While the Brits I live with may go sit on the beach at night to smoke weed, the latino/as smoke it right outside the door of the pub during intermission of the football match. When the Brits are hanging out you'll find them drinking beer in our living room chatting over youtube clips. When the latino/as are hanging out you'll find them in a square with street-vendor bought beer playing around on a guitar. While the Brits lower their volume in the pub when they're about to say something offensive, the latino/as don't flinch throwing the insults decorated with the mierdas, putas, and concha de tu madres (the few swears I understand) at top volume.

This exploring time I mentioned before has been anything from life-changingly delicious (if I knew of a stronger positive adjective I would use it) culinary adventures to different wine and cheese places, brunch terraces, tapas and pinxtos bars, and fabulous insider restaurants and pubs with Brad (among a variety of people as diverse as Swedes to Mexicans), a chef from American origins but long since been a permanent resident of Spain, speaking fluent Spanish, Catalan and Basque; to crazy fun midweek 6am dancing nights with the Uruguayans Dana and Rodrigo; to drinking wine, tasting new tapas and far out restaurants, and sampling more delicious cafés con leche mid-afternoon (which is anywhere from 2pm to 7pm here) with Hayley, the Occupational Health Therapist/Hostel Receptionist from Australian origins who is also a resident here with her Argentinian/Italian fiancée. Not to mention all the time I spend on my own (or occasionally with the Brits + Brigitte or other random people I've met)(which obviously has no or little $ involved because I'm poor) chilling in parks, wandering/walking around the city discovering new places, laying on the beach or on the roof terrace in the sun (when it does come out, as April is a weird weather month here), and reading and sitting in cafés reading and working, one of my fav activities regardless of where I am in the world.
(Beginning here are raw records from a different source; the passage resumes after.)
//! # rolesync engine
//!
//! Reconciles PostgreSQL role membership with the directory.
//!
//! ## Architecture
//!
//! ```text
//! ReconciliationScheduler ──► FanOutRunner ──► ServerReconciler (one per server)
//!        (ticks, triggers)     (batch_size)        │
//!                                                  ├─ RegistrySource::fetch_group
//!                                                  ├─ DirectorySource::fetch_members
//!                                                  ├─ compute_delta
//!                                                  └─ RoleProvisioner::apply
//! ```
//!
//! ## Usage
//!
//! ```ignore
//! use std::sync::Arc;
//! use std::time::Duration;
//! use rolesync_engine::{FanOutRunner, ReconciliationScheduler, ServerReconciler};
//!
//! let reconciler = Arc::new(ServerReconciler::new(registry.clone(), directory, provisioner, Default::default()));
//! let runner = Arc::new(FanOutRunner::new(registry, reconciler, Default::default()));
//! let handle = ReconciliationScheduler::with_interval(runner, Duration::from_secs(60)).start();
//!
//! handle.trigger();
//! handle.stop().await;
//! ```

pub mod delta;
pub mod reconciler;
pub mod report;
pub mod runner;
pub mod scheduler;
pub mod statistics;

pub use delta::compute_delta;
pub use reconciler::{ReconcilerConfig, ServerReconciler};
pub use report::{
    GroupReport, GroupStatus, RunReport, RunStatus, RunTrigger, ServerReport, ServerStatus,
    SkipReason,
};
pub use runner::{FanOutRunner, RunExecutor, RunnerConfig};
pub use scheduler::{
    IntervalTicker, ReconciliationScheduler, SchedulerHandle, SchedulerStats, Ticker,
};
pub use statistics::RunSummary;
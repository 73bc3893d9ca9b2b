//! Connection settings shared by the HTTP clients and the database provisioner.

use std::time::Duration;

use serde::{Deserialize, Serialize};

use crate::error::{SyncError, SyncResult};

/// Timeouts and pool sizing for outbound connections.
#[derive(Debug, Clone, PartialEq, Eq, Serialize, Deserialize)]
pub struct ConnectionSettings {
    /// Connect/request timeout in seconds.
    #[serde(default = "default_connection_timeout")]
    pub connection_timeout_secs: u64,

    /// Upper bound for a single principal operation, in seconds.
    #[serde(default = "default_operation_timeout")]
    pub operation_timeout_secs: u64,

    /// Connection pool size per server.
    #[serde(default = "default_pool_size")]
    pub pool_size: u32,
}

fn default_connection_timeout() -> u64 {
    5
}

fn default_operation_timeout() -> u64 {
    30
}

fn default_pool_size() -> u32 {
    2
}

impl Default for ConnectionSettings {
    fn default() -> Self {
        Self {
            connection_timeout_secs: default_connection_timeout(),
            operation_timeout_secs: default_operation_timeout(),
            pool_size: default_pool_size(),
        }
    }
}

impl ConnectionSettings {
    /// Create new connection settings with default values.
    #[must_use]
    pub fn new() -> Self {
        Self::default()
    }

    /// Set the connection timeout.
    #[must_use]
    pub fn with_connection_timeout(mut self, secs: u64) -> Self {
        self.connection_timeout_secs = secs;
        self
    }

    /// Set the operation timeout.
    #[must_use]
    pub fn with_operation_timeout(mut self, secs: u64) -> Self {
        self.operation_timeout_secs = secs;
        self
    }

    /// Set the pool size.
    #[must_use]
    pub fn with_pool_size(mut self, size: u32) -> Self {
        self.pool_size = size;
        self
    }

    /// Get connection timeout as Duration.
    #[must_use]
    pub fn connection_timeout(&self) -> Duration {
        Duration::from_secs(self.connection_timeout_secs)
    }

    /// Get operation timeout as Duration.
    #[must_use]
    pub fn operation_timeout(&self) -> Duration {
        Duration::from_secs(self.operation_timeout_secs)
    }

    /// Reject zero timeouts and empty pools.
    pub fn validate(&self) -> SyncResult<()> {
        if self.connection_timeout_secs == 0 {
            return Err(SyncError::invalid_configuration(
                "connection_timeout_secs must be greater than zero",
            ));
        }
        if self.operation_timeout_secs == 0 {
            return Err(SyncError::invalid_configuration(
                "operation_timeout_secs must be greater than zero",
            ));
        }
        if self.pool_size == 0 {
            return Err(SyncError::invalid_configuration(
                "pool_size must be greater than zero",
            ));
        }
        Ok(())
    }
}
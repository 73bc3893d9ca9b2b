//! Per-server reconciliation.
//!
//! For each group registered for a server: read the registry's recorded
//! membership, read the directory's membership, compute the delta and hand it
//! to the provisioner. Every group is independent; a group that cannot be
//! read is skipped for this cycle and never loses members because of it.

use std::sync::Arc;

use futures_util::stream::{self, StreamExt};
use tracing::{debug, info, instrument, warn};

use rolesync_core::traits::{DirectorySource, RegistrySource, RoleProvisioner};
use rolesync_core::types::Server;

use crate::delta::compute_delta;
use crate::report::{GroupReport, ServerReport, SkipReason};

/// Server reconciler configuration.
#[derive(Debug, Clone)]
pub struct ReconcilerConfig {
    /// Groups reconciled concurrently on one server.
    pub group_concurrency: usize,

    /// Compute and report deltas without applying them.
    pub dry_run: bool,
}

impl Default for ReconcilerConfig {
    fn default() -> Self {
        Self {
            group_concurrency: 4,
            dry_run: false,
        }
    }
}

/// Reconciles every group of one server.
pub struct ServerReconciler {
    registry: Arc<dyn RegistrySource>,
    directory: Arc<dyn DirectorySource>,
    provisioner: Arc<dyn RoleProvisioner>,
    config: ReconcilerConfig,
}

impl ServerReconciler {
    /// Create a reconciler.
    pub fn new(
        registry: Arc<dyn RegistrySource>,
        directory: Arc<dyn DirectorySource>,
        provisioner: Arc<dyn RoleProvisioner>,
        config: ReconcilerConfig,
    ) -> Self {
        Self {
            registry,
            directory,
            provisioner,
            config,
        }
    }

    /// Get the configuration.
    #[must_use]
    pub fn config(&self) -> &ReconcilerConfig {
        &self.config
    }

    /// Reconcile one server.
    #[instrument(skip(self, server), fields(server = %server.name))]
    pub async fn reconcile(&self, server: &Server) -> ServerReport {
        let report = ServerReport::new(&server.name);

        if let Err(e) = self.provisioner.validate_server(server).await {
            warn!(error = %e, "Skipping server with invalid connection parameters");
            return report.skipped(&e);
        }

        let groups = match self.registry.list_groups(server).await {
            Ok(groups) => groups,
            Err(e) => {
                warn!(error = %e, "Failed to list groups");
                return report.failed(Some(e.kind()), e.to_string());
            }
        };

        debug!(count = groups.len(), "Reconciling groups");

        let groups: Vec<GroupReport> = stream::iter(groups)
            .map(|group| self.reconcile_group(server, group))
            .buffered(self.config.group_concurrency.max(1))
            .collect()
            .await;

        let report = report.completed(groups);
        info!(
            groups = report.groups.len(),
            "Server reconciliation finished"
        );
        report
    }

    #[instrument(skip(self, server), fields(server = %server.name))]
    async fn reconcile_group(&self, server: &Server, group: String) -> GroupReport {
        let state = match self.registry.fetch_group(server, &group).await {
            Ok(state) => state,
            Err(e) => {
                warn!(error = %e, "Skipping group: registry unavailable");
                return GroupReport::skipped(group, SkipReason::RegistryUnavailable, Some(&e));
            }
        };

        if !state.group.processed {
            debug!("Skipping unprocessed group");
            return GroupReport::skipped(group, SkipReason::Unprocessed, None);
        }

        let target = match self.directory.fetch_members(&group).await {
            Ok(members) => members,
            Err(e) => {
                warn!(error = %e, "Skipping group: directory unavailable");
                return GroupReport::skipped(group, SkipReason::DirectoryUnavailable, Some(&e));
            }
        };

        let delta = compute_delta(&target, &state.members);

        if self.config.dry_run {
            info!(
                to_add = delta.to_add.len(),
                to_remove = delta.to_remove.len(),
                "Dry run: membership changes not applied"
            );
            return GroupReport::planned(group, delta);
        }

        match self.provisioner.apply(server, &state.group, &delta).await {
            Ok(outcome) => {
                if !outcome.is_clean() {
                    warn!(
                        failures = outcome.failures.len(),
                        "Some principal operations failed"
                    );
                }
                GroupReport::applied(group, delta, outcome)
            }
            Err(e) => {
                warn!(error = %e, transient = e.is_transient(), "Failed to apply membership changes");
                GroupReport::failed(group, delta, &e)
            }
        }
    }
}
I think Barcelona has been the perfect transition place from my European adventures to my Latin American adventures, which with any luck with be starting in the next few weeks. Although it is quite bittersweet, the thought of leaving Europe and all the fantastic people from many countries I've met over the duration of my time here, all the crazy wonderful latin americans I have met and spoken to in the last month alone have given me a lot to look forward to. :) Now all that's left to do is end this fucking stressful waiting game these people/organisations from Costa Rica, Guatemala, Venezuela, Colombia, Ecuador, and Peru (where life moves much, much slower) are playing with me, and tell me when they would like me to do my [anywhere from 2 to 12 month] contract with them. Because I desperately need to figure out where I'm going to first and book my flight, because I can't afford to live in the industrialized, aka highly expensive, area of the world much longer. There's only so much cous-cous, cheap microwaved tea, and uncomfortable dark hole-in-the-wall rooms one can handle, when for the same price or cheaper elsewhere, I could have a comfortable sun-filled flat, nature all around, and affordable fresh delicious food. And yes, that is my criteria for a 'comfortable' living. Mas o menos affordable delicious wine and lattes.